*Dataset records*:
use thiserror::Error;

use crate::model::Collection;

/// What had already taken effect remotely when a multi-step workflow failed.
///
/// The remote store offers no cross-document transaction, so a workflow that
/// fails between steps leaves the steps before the failure committed.
#[derive(Debug, Clone, Copy, PartialEq, Eq)]
pub enum WorkflowStage {
    /// Blob bytes were uploaded; no document references them yet (orphaned blob).
    BlobUploaded,
    /// Blob object was deleted; the embedded record still names it (dangling record).
    BlobDeleted,
}

impl std::fmt::Display for WorkflowStage {
    fn fmt(&self, f: &mut std::fmt::Formatter<'_>) -> std::fmt::Result {
        match self {
            Self::BlobUploaded => f.write_str("blob upload"),
            Self::BlobDeleted => f.write_str("blob deletion"),
        }
    }
}

#[derive(Error, Debug)]
pub enum PkError {
    /// A required input was missing or malformed. Raised before any remote
    /// call is issued, so no side effects exist.
    #[error("invalid argument: {0}")]
    InvalidArgument(String),

    #[error("not found: {0}")]
    NotFound(String),

    #[error("permission denied: {0}")]
    PermissionDenied(String),

    /// Transient remote failure. Never retried automatically; surfaced to the
    /// caller to render.
    #[error("backend unavailable: {0}")]
    Unavailable(String),

    /// A multi-step workflow failed after an earlier step had already taken
    /// effect remotely. The attachment consistency invariant may be violated
    /// until an out-of-band reconciliation pass runs.
    #[error("partial failure after {completed}: {source}")]
    PartialFailure {
        completed: WorkflowStage,
        #[source]
        source: Box<PkError>,
    },

    #[error("serialization error: {0}")]
    Serialization(#[from] serde_json::Error),
}

impl PkError {
    pub fn not_found(collection: Collection, id: &str) -> Self {
        Self::NotFound(format!("{collection}/{id}"))
    }

    pub fn partial(completed: WorkflowStage, source: PkError) -> Self {
        Self::PartialFailure {
            completed,
            source: Box::new(source),
        }
    }

    pub fn is_not_found(&self) -> bool {
        matches!(self, Self::NotFound(_))
    }
}

pub type PkResult<T> = Result<T, PkError>;

#[cfg(test)]
mod tests {
    use super::*;

    #[test]
    fn not_found_names_collection_and_id() {
        let err = PkError::not_found(Collection::Leads, "abc");
        assert_eq!(err.to_string(), "not found: leads/abc");
        assert!(err.is_not_found());
    }

    #[test]
    fn partial_failure_carries_stage_and_source() {
        let err = PkError::partial(
            WorkflowStage::BlobUploaded,
            PkError::Unavailable("write timeout".into()),
        );
        let msg = err.to_string();
        assert!(msg.contains("blob upload"));
        match err {
            PkError::PartialFailure { completed, source } => {
                assert_eq!(completed, WorkflowStage::BlobUploaded);
                assert!(matches!(*source, PkError::Unavailable(_)));
            }
            other => panic!("unexpected error: {other}"),
        }
    }
}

*How to complete this task*: Beginning at the line with "multi-step workflow failed." and stopping after the line with "reconciliation pass runs.", please write out every line of the data above exactly and nothing else.

*Result for this task*:
/// What had already taken effect remotely when a multi-step workflow failed.
///
/// The remote store offers no cross-document transaction, so a workflow that
/// fails between steps leaves the steps before the failure committed.
#[derive(Debug, Clone, Copy, PartialEq, Eq)]
pub enum WorkflowStage {
    /// Blob bytes were uploaded; no document references them yet (orphaned blob).
    BlobUploaded,
    /// Blob object was deleted; the embedded record still names it (dangling record).
    BlobDeleted,
}

impl std::fmt::Display for WorkflowStage {
    fn fmt(&self, f: &mut std::fmt::Formatter<'_>) -> std::fmt::Result {
        match self {
            Self::BlobUploaded => f.write_str("blob upload"),
            Self::BlobDeleted => f.write_str("blob deletion"),
        }
    }
}

#[derive(Error, Debug)]
pub enum PkError {
    /// A required input was missing or malformed. Raised before any remote
    /// call is issued, so no side effects exist.
    #[error("invalid argument: {0}")]
    InvalidArgument(String),

    #[error("not found: {0}")]
    NotFound(String),

    #[error("permission denied: {0}")]
    PermissionDenied(String),

    /// Transient remote failure. Never retried automatically; surfaced to the
    /// caller to render.
    #[error("backend unavailable: {0}")]
    Unavailable(String),

    /// A multi-step workflow failed after an earlier step had already taken
    /// effect remotely. The attachment consistency invariant may be violated
    /// until an out-of-band reconciliation pass runs.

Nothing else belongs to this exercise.